CULTURA

Beni pierde al destacado Arnaldo Lijerón Casanova


Historiador, pedagogo, investigador, gestor cultural y un gran defensor de las reivindicaciones indígenas, todo eso y mucho más fue el intelectual beniano. Falleció la madrugada de ayer en su casa de Trinidad. Trabajó hasta sus últimos días 

Harán gestiones para que el Instituto Beniano de Bellas Artes lleve su nombre

27/09/2017

La ciudad de Trinidad amaneció ayer con una de las noticias más tristes que haya recibido en los últimos años.  Arnaldo Lijerón Casanova había fallecido. Luego de luchar durante más de un año contra un cáncer que le disminuyó las fuerzas, la enfermedad logró vencer a un hombre que supo ganar muchas batallas y que hasta sus últimos días no dejó de trabajar en favor de Beni y de sus reivindicaciones territoriales.

Lijerón fue un intelectual respetado en todo el país por sus  investigaciones historiográficas, por el rescate de las tradiciones y expresiones culturales  de Beni,  por su incondicional apoyo a los derechos de los  indígenas de las  tierras bajas, su labor pedagógica, pero para los que lo conocieron de cerca lo que más destacaron de  él fue su  gran calidad humana. 
          
Un hombre de convicción
De las muchas facetas que tuvo Lijerón, a una a la que más tiempo le dedicó fue a la de defender  el territorio que corresponde al departamento de  Beni. Para ese fin no escatimó recursos. Hizo cuidadosas investigaciones, todas ellas documentadas, para demostrar la legalidad de sus argumentos sobre los límites de Beni en la controversia con Cochabamba.

Tema al que le dedicó hasta sus últimos esfuerzos. Wilder Molina, amigo del intelectual, cuenta que incluso el lunes por la mañana se reunió con un grupo de amigos y colaboradores  con el fin de definir una última publicación que daría más luz al reclamo beniano respecto a terrenos que cierta cartografía adjudicaría a Cochabamba.

Por la tarde tuvo una fuerte recaída de su enfermedad  de la que ya no pudo recuperarse. 
“Él siempre se mantuvo activo y no dejó de escribir, sobre todo ensayos. Era un verdadero intelectual optimista y con muchos proyectos y nunca perdió el buen ánimo”, comentó Molina.

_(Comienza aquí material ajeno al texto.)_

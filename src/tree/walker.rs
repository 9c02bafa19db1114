//! Filesystem walker for enumerating regular files under a root

use crate::error::StorageError;
use std::path::{Path, PathBuf};
use walkdir::{DirEntry, WalkDir};

/// A regular file found during a walk.
#[derive(Debug, Clone, PartialEq, Eq)]
pub struct ScannedFile {
    pub path: PathBuf,
    pub size: u64,
}

/// Filesystem walker configuration
#[derive(Debug, Clone)]
pub struct WalkerConfig {
    /// Whether to follow symbolic links (default: false for determinism)
    pub follow_symlinks: bool,
    /// Path components to skip entirely (e.g. the index directory)
    pub ignore_patterns: Vec<String>,
    /// Maximum depth to traverse (None = unlimited)
    pub max_depth: Option<usize>,
}

impl Default for WalkerConfig {
    fn default() -> Self {
        Self {
            follow_symlinks: false,
            ignore_patterns: vec![crate::store::STORE_DIR_NAME.to_string()],
            max_depth: None,
        }
    }
}

/// Filesystem walker
///
/// `files()` may be called any number of times; each call starts a fresh walk.
#[derive(Debug, Clone)]
pub struct Walker {
    root: PathBuf,
    config: WalkerConfig,
}

impl Walker {
    /// Create a new walker for the given root path
    pub fn new(root: PathBuf) -> Self {
        Self {
            root,
            config: WalkerConfig::default(),
        }
    }

    /// Create a walker with custom configuration
    pub fn with_config(root: PathBuf, config: WalkerConfig) -> Self {
        Self { root, config }
    }

    pub fn root(&self) -> &Path {
        &self.root
    }

    pub fn config(&self) -> &WalkerConfig {
        &self.config
    }

    /// Same configuration, different root.
    pub fn rooted_at(&self, root: PathBuf) -> Self {
        Self {
            root,
            config: self.config.clone(),
        }
    }

    /// Lazily enumerate regular files in lexicographic order.
    ///
    /// Unreadable entries surface as `Err` items; the walk continues past them.
    pub fn files(&self) -> FileIter {
        let ignore = self.config.ignore_patterns.clone();
        let predicate: EntryFilter =
            Box::new(move |entry: &DirEntry| !is_ignored(entry, &ignore));
        let inner = WalkDir::new(&self.root)
            .follow_links(self.config.follow_symlinks)
            .max_depth(self.config.max_depth.unwrap_or(usize::MAX))
            .sort_by_file_name()
            .into_iter()
            .filter_entry(predicate);
        FileIter { inner }
    }
}

type EntryFilter = Box<dyn FnMut(&DirEntry) -> bool + Send>;

/// Lazy iterator over the regular files of a walk.
pub struct FileIter {
    inner: walkdir::FilterEntry<walkdir::IntoIter, EntryFilter>,
}

impl Iterator for FileIter {
    type Item = Result<ScannedFile, StorageError>;

    fn next(&mut self) -> Option<Self::Item> {
        loop {
            let entry = match self.inner.next()? {
                Ok(entry) => entry,
                Err(e) => return Some(Err(walk_error(e))),
            };

            // Symlinks that are not followed and directories are not files
            if !entry.file_type().is_file() {
                continue;
            }

            return Some(match entry.metadata() {
                Ok(metadata) => Ok(ScannedFile {
                    path: entry.into_path(),
                    size: metadata.len(),
                }),
                Err(e) => Err(walk_error(e)),
            });
        }
    }
}

fn walk_error(e: walkdir::Error) -> StorageError {
    let path = e
        .path()
        .map(|p| p.display().to_string())
        .unwrap_or_default();
    let kind = e
        .io_error()
        .map(|io| io.kind())
        .unwrap_or(std::io::ErrorKind::Other);
    StorageError::IoError(std::io::Error::new(
        kind,
        format!("Failed to walk {}: {}", path, e),
    ))
}

/// Root is never ignored; otherwise any component equal to a pattern is skipped.
fn is_ignored(entry: &DirEntry, patterns: &[String]) -> bool {
    if entry.depth() == 0 {
        return false;
    }
    let name = entry.file_name().to_string_lossy();
    patterns.iter().any(|p| name == p.as_str())
}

Mientras que Claudia Rea, esposa de Molina, cuenta que el 16 de julio cumplió 70 años y  como era una persona muy popular y querida los festejos fueron todo el día. Se realizaron diversas actividades para recaudar fondos para ayudarlo en su lucha contra el cáncer y durante toda la jornada la gente le demostró 
su afecto. Uno de los que ayer demostró su congoja fue Marcial Fabricano, el líder indígena que encabezó la marcha por el Territorio y la Dignidad en 1990.
“El violín mojeño lloró con no- sotros dando el último adiós a nuestro amigo y maestro”, escribió en Facebook Fabricano.  

Lijerón  formó parte de esa marcha en 1990. Él estuvo desde el primer hasta el último día de esa larga caminata que llegó a  La Paz y  la documentó en un texto
que  continúa inédito.
“Nunca serás olvidado: tú llegando a La Paz durante la Marcha.. y viajando a Santísima Trinidad, con los líderes indígenas”, comentó la socióloga e investigadora Zulema Lehm, que también fue amiga del intelectual.

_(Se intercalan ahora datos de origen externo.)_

pub mod environment;
pub mod global_file;
pub mod workspace_file;
//! CLI parse: clap types for hasher. No behavior; definitions only.

use clap::{Parser, Subcommand, ValueEnum};
use std::path::PathBuf;

/// hasher - content hashing, drift verification and mirroring
#[derive(Parser, Debug)]
#[command(name = "hasher", version)]
#[command(about = "Hash file trees, verify them later, copy and mirror them")]
pub struct Cli {
    #[command(subcommand)]
    pub command: Commands,

    /// Working directory; index keys are relative to it
    #[arg(long, global = true, default_value = ".")]
    pub workspace: PathBuf,

    /// Configuration file path (overrides default config loading)
    #[arg(long, global = true)]
    pub config: Option<PathBuf>,

    /// Enable verbose logging (debug level)
    #[arg(long, global = true, conflicts_with = "quiet")]
    pub verbose: bool,

    /// Disable logging entirely
    #[arg(long, short = 'q', global = true)]
    pub quiet: bool,

    /// Log level (trace, debug, info, warn, error, off)
    #[arg(long, global = true)]
    pub log_level: Option<String>,

    /// Log format (json, text)
    #[arg(long, global = true)]
    pub log_format: Option<String>,

    /// Log output (stderr, stdout, file, file+stderr)
    #[arg(long, global = true)]
    pub log_output: Option<String>,

    /// Log file path (if output includes "file")
    #[arg(long, global = true)]
    pub log_file: Option<PathBuf>,

    /// Worker pool size for hashing, verifying and copying
    #[arg(long, global = true)]
    pub workers: Option<usize>,
}

#[derive(Subcommand, Debug, Clone)]
pub enum Commands {
    /// Hash every file under a directory and record it in the index
    Hash {
        /// Directory to hash
        dir: PathBuf,
        /// Emit only JSON-lines records (the default rendering)
        #[arg(long, conflicts_with = "sql_only")]
        json_only: bool,
        /// Emit only SQL statements
        #[arg(long)]
        sql_only: bool,
        /// Hash and render without writing the index
        #[arg(long)]
        dry_run: bool,
    },
    /// Re-hash indexed files and report drift
    Verify {
        /// Only report entries that are not a clean match
        #[arg(long)]
        mismatches_only: bool,
        /// Also report files on disk that are not in the index
        #[arg(long)]
        untracked: bool,
        /// Root scanned for untracked files (default: the workspace)
        #[arg(long, requires = "untracked")]
        root: Option<PathBuf>,
        /// Output format
        #[arg(long, value_enum, default_value_t = OutputFormat::Text)]
        format: OutputFormat,
    },
    /// Copy a tree, optionally gzip-compressing every file
    Copy {
        /// Write `<name>.gz` files through a gzip encoder
        #[arg(long)]
        compress: bool,
        /// Gzip level 1-9 (default from config, normally 6)
        #[arg(long, value_parser = clap::value_parser!(u32).range(1..=9))]
        level: Option<u32>,
        /// Keep destination files that already hold the source content
        #[arg(long)]
        skip_existing: bool,
        /// With --skip-existing, compare sizes only instead of digests
        #[arg(long, requires = "skip_existing")]
        no_hash_existing: bool,
        /// Record every written file in the index
        #[arg(long)]
        record: bool,
        src: PathBuf,
        dst: PathBuf,
    },
    /// Download a URL, or every URL in a list file, into a mirrored tree
    Download {
        /// Store each download as `<path>.gz`
        #[arg(long)]
        compress: bool,
        /// Gzip level 1-9 (default from config, normally 6)
        #[arg(long, value_parser = clap::value_parser!(u32).range(1..=9))]
        level: Option<u32>,
        /// Never replace an existing file
        #[arg(long)]
        no_clobber: bool,
        /// Record every stored file in the index
        #[arg(long)]
        record: bool,
        /// A URL, or a path to a newline-delimited URL list
        source: String,
        /// Destination root
        dst: PathBuf,
    },
}

#[derive(Debug, Clone, Copy, PartialEq, Eq, ValueEnum)]
pub enum OutputFormat {
    Text,
    Json,
}
//! Property-based tests for hashing, index persistence and URL mapping

mod determinism;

Por su parte, otro de sus amigos,  Daniel Bogado, jefe del Departamento de Investigación de la Universidad Autónoma del Beni Mariscal José Ballivián, recordó que como docente propuso una educación regionalizada y eliminar la visión andinocéntrica, aspecto que defendió en diferentes foros.  También enfatizó en su  incondicional apoyo al Instituto de Bellas Artes  y su afán para crear la carrera de  Antropología y Arqueología, que consideraba una  necesidad para la región.

Por otro lado, el historiador Luis Oporto Ordoñez dijo que nunca olvidará su obsesión por salvaguardar el archivo histórico de la Casa Suárez, que actualmente se encuentra en Guayaramerín. Cuando él era asesor cultural del Rectorado y antes cuando era asesor cultural de la Prefectura  logró un desembolso económico para poner en valor  esa documentación que estaba deteriorándose. 

Enumerar todos los aportes que hizo Lijerón daría para escribir muchas páginas. Hoy sus restos son velados en su casa de Trinidad y luego será homenajeado en la universidad y en la Casa de la Cultura antes de ser sepultado en el cementerio general de Trinidad.